Before describing in detail the various embodiments of the present application, the inventive concepts of the present application are first briefly described: the existing design mode of high-thermal-stability enzyme needs to know information such as enzyme structure, the modification process is complex, and batch generation is difficult. According to the method for generating the protein sequence of the high-thermal-stability enzyme, protein sequence data of a specific enzyme with tolerance temperature larger than a preset value is screened out as a training sample, a pre-constructed generative confrontation network model is trained by the training sample to obtain a protein sequence generation model, so that the model learns the basic characteristics of the high-thermal-stability enzyme, and finally the trained protein sequence generation model is used for generating the protein sequence data in batches.

Specifically, as shown in fig. 1, the method for generating a protein sequence of a thermostable enzyme according to this embodiment includes the following steps:

step S10, obtaining a training sample, wherein the training sample comprises protein sequence data of a specific enzyme with tolerance temperature larger than a preset value;

step S20, training a pre-constructed generative confrontation network model by using a training sample to obtain a protein sequence generative model;

and step S30, generating batch protein sequence data by using the protein sequence generation model.

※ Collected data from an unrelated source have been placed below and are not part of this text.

//! 数据库连接管理模块
//!
//! 提供 PostgreSQL 连接池管理、健康检查与 schema 迁移。

use crate::config::DatabaseConfig;
use crate::error::{Result, SharedError};
use sqlx::postgres::{PgPool, PgPoolOptions};
use std::time::Duration;
use tracing::{info, instrument};

/// 数据库连接池包装
#[derive(Clone)]
pub struct Database {
    pool: PgPool,
}

impl Database {
    /// 创建数据库连接池
    #[instrument(skip(config))]
    pub async fn connect(config: &DatabaseConfig) -> Result<Self> {
        info!("Connecting to database...");

        let pool = PgPoolOptions::new()
            .max_connections(config.max_connections)
            .min_connections(config.min_connections)
            .acquire_timeout(Duration::from_secs(config.connect_timeout_seconds))
            .idle_timeout(Duration::from_secs(config.idle_timeout_seconds))
            .connect(&config.url)
            .await?;

        info!("Database connection pool created");

        Ok(Self { pool })
    }

    /// 获取连接池引用
    pub fn pool(&self) -> &PgPool {
        &self.pool
    }

    /// 健康检查
    pub async fn health_check(&self) -> Result<()> {
        sqlx::query("SELECT 1")
            .execute(&self.pool)
            .await
            .map(|_| ())
            .map_err(SharedError::from)
    }

    /// 关闭连接池
    pub async fn close(&self) {
        self.pool.close().await;
        info!("Database connection pool closed");
    }

    /// 运行 schema 迁移
    ///
    /// 迁移文件位于工作区根目录的 `migrations/`，编译期嵌入二进制
    #[instrument(skip(self))]
    pub async fn run_migrations(&self) -> Result<()> {
        info!("Running database migrations...");
        sqlx::migrate!("../../migrations").run(&self.pool).await?;
        info!("Database migrations applied");
        Ok(())
    }
}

Specifically, the main objective of step S10 is to construct a protein sequence database of thermostable enzymes for providing training samples. The step S10 includes: obtaining a proteome sequence of a microorganism with a tolerance temperature greater than a predetermined value; determining target enzymes in the same category as the specific enzymes from the proteome sequences, and extracting target protein sequences of the target enzymes; and clustering the target protein sequence by using a sequence clustering algorithm to obtain protein sequences of a plurality of clusters, and selecting the protein sequence of the largest cluster as a training sample.

Illustratively, the growth temperature of a large number of microorganisms can be obtained from an existing database, such as a Martin KM Engqvist database or any other database containing the growth temperature of microorganisms; then, setting a suitable predetermined value, and selecting microorganisms with tolerance temperature above a predetermined value, such as above 40 ℃; then, extracting the proteome sequence of the microorganism from a proteome database, such as a Uniprot/Proteomes database and other databases containing Proteomes; next, extracting target protein sequences corresponding to target enzymes of which the specific enzymes are in the same class from all the protein groups; and finally, setting a reasonable similarity threshold value in a range of 0.0-1.0, such as 0.5, by using a sequence clustering algorithm, such as a clustering method of mmseq2 clustering and other suitable sequences, and selecting a protein sequence with a cluster larger than the threshold value from the target protein sequence as a training sample.

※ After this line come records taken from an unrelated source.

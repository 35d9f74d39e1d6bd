//! 共享库
//!
//! 包含 EcoPoints 各组件共用的配置、错误处理、数据库连接、缓存与日志初始化代码。

pub mod cache;
pub mod config;
pub mod database;
pub mod error;
pub mod observability;
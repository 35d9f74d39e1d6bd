//! 集成测试公共辅助

#![allow(dead_code)]

use std::sync::Arc;

use eco_shared::config::LeaderboardConfig;
use ecopoints::MemoryServices;
use ecopoints::models::User;
use ecopoints::repository::MemoryStore;
use fake::Fake;
use fake::faker::internet::en::Username;

/// 基于内存仓储的完整服务
pub fn memory_services() -> (MemoryServices, Arc<MemoryStore>) {
    MemoryServices::in_memory(&LeaderboardConfig::default())
}

/// 注册一个随机用户名的用户
pub async fn register(services: &MemoryServices, user_id: &str) -> User {
    let username: String = Username().fake();
    services
        .activity
        .register_user(Some(user_id), &username)
        .await
        .expect("注册用户失败")
}
//! 积分查询服务
//!
//! 只读接口：总分、等级、流水、概览、全站统计与对账

use std::sync::Arc;

use tracing::{instrument, warn};

use crate::error::{EcoPointsError, Result};
use crate::level::{level_of, points_to_next_level};
use crate::models::{Level, PointsAction, User};
use crate::repository::{PointsLedgerRepositoryTrait, UserRepositoryTrait};
use crate::service::dto::{
    GlobalStats, HistoryPage, PageRequest, Pagination, PointsProfile, ReconcileReport,
};

/// 积分查询服务
pub struct PointsQueryService<UR, LR>
where
    UR: UserRepositoryTrait,
    LR: PointsLedgerRepositoryTrait,
{
    user_repo: Arc<UR>,
    ledger_repo: Arc<LR>,
    max_page_size: i64,
}

impl<UR, LR> PointsQueryService<UR, LR>
where
    UR: UserRepositoryTrait,
    LR: PointsLedgerRepositoryTrait,
{
    pub fn new(user_repo: Arc<UR>, ledger_repo: Arc<LR>) -> Self {
        Self {
            user_repo,
            ledger_repo,
            max_page_size: 100,
        }
    }

    pub fn with_max_page_size(mut self, max_page_size: i64) -> Self {
        self.max_page_size = max_page_size;
        self
    }

    pub async fn user(&self, user_id: &str) -> Result<User> {
        self.user_repo
            .get_user(user_id)
            .await?
            .ok_or_else(|| EcoPointsError::UserNotFound(user_id.to_string()))
    }

    /// 当前总分
    pub async fn total_points(&self, user_id: &str) -> Result<i64> {
        Ok(self.user(user_id).await?.total_points)
    }

    /// 当前等级
    pub async fn level(&self, user_id: &str) -> Result<Level> {
        Ok(self.user(user_id).await?.level)
    }

    /// 流水合计（不读账户缓存的总分）
    pub async fn ledger_total(&self, user_id: &str) -> Result<i64> {
        self.user(user_id).await?;
        self.ledger_repo.sum_points(user_id).await
    }

    /// 积分流水，最新的在前
    #[instrument(skip(self))]
    pub async fn history(&self, user_id: &str, page: PageRequest) -> Result<HistoryPage> {
        let offset = page.offset(self.max_page_size)?;
        self.user(user_id).await?;

        let entries = self
            .ledger_repo
            .list_by_user(user_id, offset, page.page_size)
            .await?;
        let total = self.ledger_repo.count_by_user(user_id).await?;

        Ok(HistoryPage {
            user_id: user_id.to_string(),
            entries,
            pagination: Pagination::new(total, page),
        })
    }

    /// 积分概览：总分、等级、升级进度、排名与最近流水
    #[instrument(skip(self))]
    pub async fn profile(&self, user_id: &str, recent: i64) -> Result<PointsProfile> {
        let user = self.user(user_id).await?;
        let above = self.user_repo.count_users_above(user.total_points).await?;
        let recent_history = self
            .ledger_repo
            .list_by_user(user_id, 0, recent.clamp(0, self.max_page_size))
            .await?;

        Ok(PointsProfile {
            user_id: user.id,
            username: user.username,
            total_points: user.total_points,
            level: user.level,
            next_level: user.level.next(),
            points_to_next_level: points_to_next_level(user.total_points),
            rank: above + 1,
            recent_history,
        })
    }

    /// 全站统计：累计积分、用户数、分类识别次数
    #[instrument(skip(self))]
    pub async fn global_stats(&self) -> Result<GlobalStats> {
        let total_points = self.ledger_repo.sum_all_points().await?;
        let user_count = self.user_repo.count_users().await?;
        let classification_count = self
            .ledger_repo
            .count_by_action(PointsAction::Classification)
            .await?;

        Ok(GlobalStats {
            total_points,
            user_count,
            classification_count,
        })
    }

    /// 核对账户总分与流水合计
    ///
    /// 总分与流水合计取自同一快照，对账期间的并发发放不会被误报为不一致
    #[instrument(skip(self))]
    pub async fn reconcile(&self, user_id: &str) -> Result<ReconcileReport> {
        let snapshot = self
            .ledger_repo
            .account_snapshot(user_id)
            .await?
            .ok_or_else(|| EcoPointsError::UserNotFound(user_id.to_string()))?;

        let report = ReconcileReport {
            user_id: snapshot.user_id,
            recorded_total: snapshot.total_points,
            ledger_total: snapshot.ledger_total,
            recorded_level: snapshot.level,
            expected_level: level_of(snapshot.total_points),
        };

        if !report.is_consistent() {
            warn!(
                user_id = %report.user_id,
                recorded_total = report.recorded_total,
                ledger_total = report.ledger_total,
                "积分账户与流水不一致"
            );
        }

        Ok(report)
    }

    /// 全量对账，按注册顺序游标分批读取用户
    pub async fn reconcile_all(&self, batch_size: i64) -> Result<Vec<ReconcileReport>> {
        if batch_size < 1 {
            return Err(EcoPointsError::Validation(format!(
                "批大小必须为正: batch_size={}",
                batch_size
            )));
        }

        let mut reports = Vec::new();
        let mut after_seq = 0;

        loop {
            let users = self
                .user_repo
                .list_by_registration(after_seq, batch_size)
                .await?;
            let Some(last) = users.last() else {
                break;
            };
            after_seq = last.registration_seq;
            for user in &users {
                reports.push(self.reconcile(&user.id).await?);
            }
        }

        Ok(reports)
    }
}

#[cfg(test)]
mod tests {
    use super::*;
    use crate::models::AccountSnapshot;
    use crate::repository::{MockPointsLedgerRepositoryTrait, MockUserRepositoryTrait};
    use chrono::Utc;

    fn user(total_points: i64, level: Level) -> User {
        User {
            id: "u-1".to_string(),
            username: "alice".to_string(),
            total_points,
            level,
            registration_seq: 1,
            created_at: Utc::now(),
            updated_at: Utc::now(),
        }
    }

    #[tokio::test]
    async fn test_history_unknown_user() {
        let mut users = MockUserRepositoryTrait::new();
        users.expect_get_user().returning(|_| Ok(None));
        let mut ledger = MockPointsLedgerRepositoryTrait::new();
        ledger.expect_list_by_user().never();

        let service = PointsQueryService::new(Arc::new(users), Arc::new(ledger));
        let err = service
            .history("ghost", PageRequest::first(10))
            .await
            .unwrap_err();
        assert!(matches!(err, EcoPointsError::UserNotFound(_)));
    }

    fn snapshot(total_points: i64, level: Level, ledger_total: i64) -> AccountSnapshot {
        AccountSnapshot {
            user_id: "u-1".to_string(),
            total_points,
            level,
            ledger_total,
        }
    }

    #[tokio::test]
    async fn test_reconcile_detects_drift() {
        let mut users = MockUserRepositoryTrait::new();
        users.expect_get_user().never();
        let mut ledger = MockPointsLedgerRepositoryTrait::new();
        ledger.expect_sum_points().never();
        ledger
            .expect_account_snapshot()
            .returning(|_| Ok(Some(snapshot(60, Level::EcoExplorer, 55))));

        let service = PointsQueryService::new(Arc::new(users), Arc::new(ledger));
        let report = service.reconcile("u-1").await.unwrap();
        assert!(!report.is_consistent());
        assert_eq!(report.ledger_total, 55);
    }

    #[tokio::test]
    async fn test_reconcile_detects_stale_level() {
        let mut ledger = MockPointsLedgerRepositoryTrait::new();
        ledger
            .expect_account_snapshot()
            .returning(|_| Ok(Some(snapshot(60, Level::Beginner, 60))));

        let service =
            PointsQueryService::new(Arc::new(MockUserRepositoryTrait::new()), Arc::new(ledger));
        let report = service.reconcile("u-1").await.unwrap();
        assert_eq!(report.expected_level, Level::EcoExplorer);
        assert!(!report.is_consistent());
    }

    #[tokio::test]
    async fn test_reconcile_unknown_user() {
        let mut ledger = MockPointsLedgerRepositoryTrait::new();
        ledger.expect_account_snapshot().returning(|_| Ok(None));

        let service =
            PointsQueryService::new(Arc::new(MockUserRepositoryTrait::new()), Arc::new(ledger));
        let err = service.reconcile("ghost").await.unwrap_err();
        assert!(matches!(err, EcoPointsError::UserNotFound(_)));
    }

    #[tokio::test]
    async fn test_reconcile_all_pages_by_registration_cursor() {
        let mut users = MockUserRepositoryTrait::new();
        users.expect_list_ranked().never();
        users
            .expect_list_by_registration()
            .returning(|after_seq, limit| {
                assert_eq!(limit, 2);
                let batch: Vec<User> = (after_seq + 1..=3)
                    .take(limit as usize)
                    .map(|seq| User {
                        id: format!("u-{seq}"),
                        registration_seq: seq,
                        ..user(0, Level::Beginner)
                    })
                    .collect();
                Ok(batch)
            });
        let mut ledger = MockPointsLedgerRepositoryTrait::new();
        ledger.expect_account_snapshot().returning(|id| {
            Ok(Some(AccountSnapshot {
                user_id: id.to_string(),
                ..snapshot(0, Level::Beginner, 0)
            }))
        });

        let service = PointsQueryService::new(Arc::new(users), Arc::new(ledger));
        let reports = service.reconcile_all(2).await.unwrap();
        let ids: Vec<&str> = reports.iter().map(|r| r.user_id.as_str()).collect();
        assert_eq!(ids, vec!["u-1", "u-2", "u-3"]);
        assert!(reports.iter().all(ReconcileReport::is_consistent));
    }

    #[tokio::test]
    async fn test_global_stats() {
        let mut users = MockUserRepositoryTrait::new();
        users.expect_count_users().returning(|| Ok(3));
        let mut ledger = MockPointsLedgerRepositoryTrait::new();
        ledger.expect_sum_all_points().returning(|| Ok(120));
        ledger
            .expect_count_by_action()
            .withf(|action| *action == PointsAction::Classification)
            .returning(|_| Ok(7));

        let service = PointsQueryService::new(Arc::new(users), Arc::new(ledger));
        let stats = service.global_stats().await.unwrap();
        assert_eq!(
            stats,
            GlobalStats {
                total_points: 120,
                user_count: 3,
                classification_count: 7,
            }
        );
    }

    #[tokio::test]
    async fn test_profile_progress() {
        let mut users = MockUserRepositoryTrait::new();
        users
            .expect_get_user()
            .returning(|_| Ok(Some(user(180, Level::EcoExplorer))));
        users.expect_count_users_above().returning(|_| Ok(4));
        let mut ledger = MockPointsLedgerRepositoryTrait::new();
        ledger
            .expect_list_by_user()
            .withf(|_, offset, limit| *offset == 0 && *limit == 5)
            .returning(|_, _, _| Ok(vec![]));

        let service = PointsQueryService::new(Arc::new(users), Arc::new(ledger));
        let profile = service.profile("u-1", 5).await.unwrap();
        assert_eq!(profile.rank, 5);
        assert_eq!(profile.next_level, Some(Level::EcoWarrior));
        assert_eq!(profile.points_to_next_level, Some(20));
    }
}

Further, in order to improve the accuracy of the protein sequence generation model, the protein sequence as the training sample should have a higher similarity, the specific class of enzyme and the target enzyme in this embodiment belong to any enzyme under the fourth layer enzymology number in the nomenclature of the enzyme commission on enzyme science, for example, both belong to 3.5.4.5-cytidine deaminase (cytidine deaminase) under the fourth layer enzymology number, so as to avoid that the training sample has a larger difference and affects the training effect. The enzymes under the fourth layer of enzyme numbering in the enzyme Commission nomenclature are multiple, protein sequences of various enzymes are different, but can catalyze the same type of reaction, and the similarity is high, so that the protein sequence generation model obtained by training has high accuracy.

Further, after step S10, the training sample is pre-processed, the protein sequence data of the specific enzyme is aligned, all protein sequences are filled with non-amino acid characters, and the aligned protein sequence data is converted into a one-hot coded form as input data suitable for model training.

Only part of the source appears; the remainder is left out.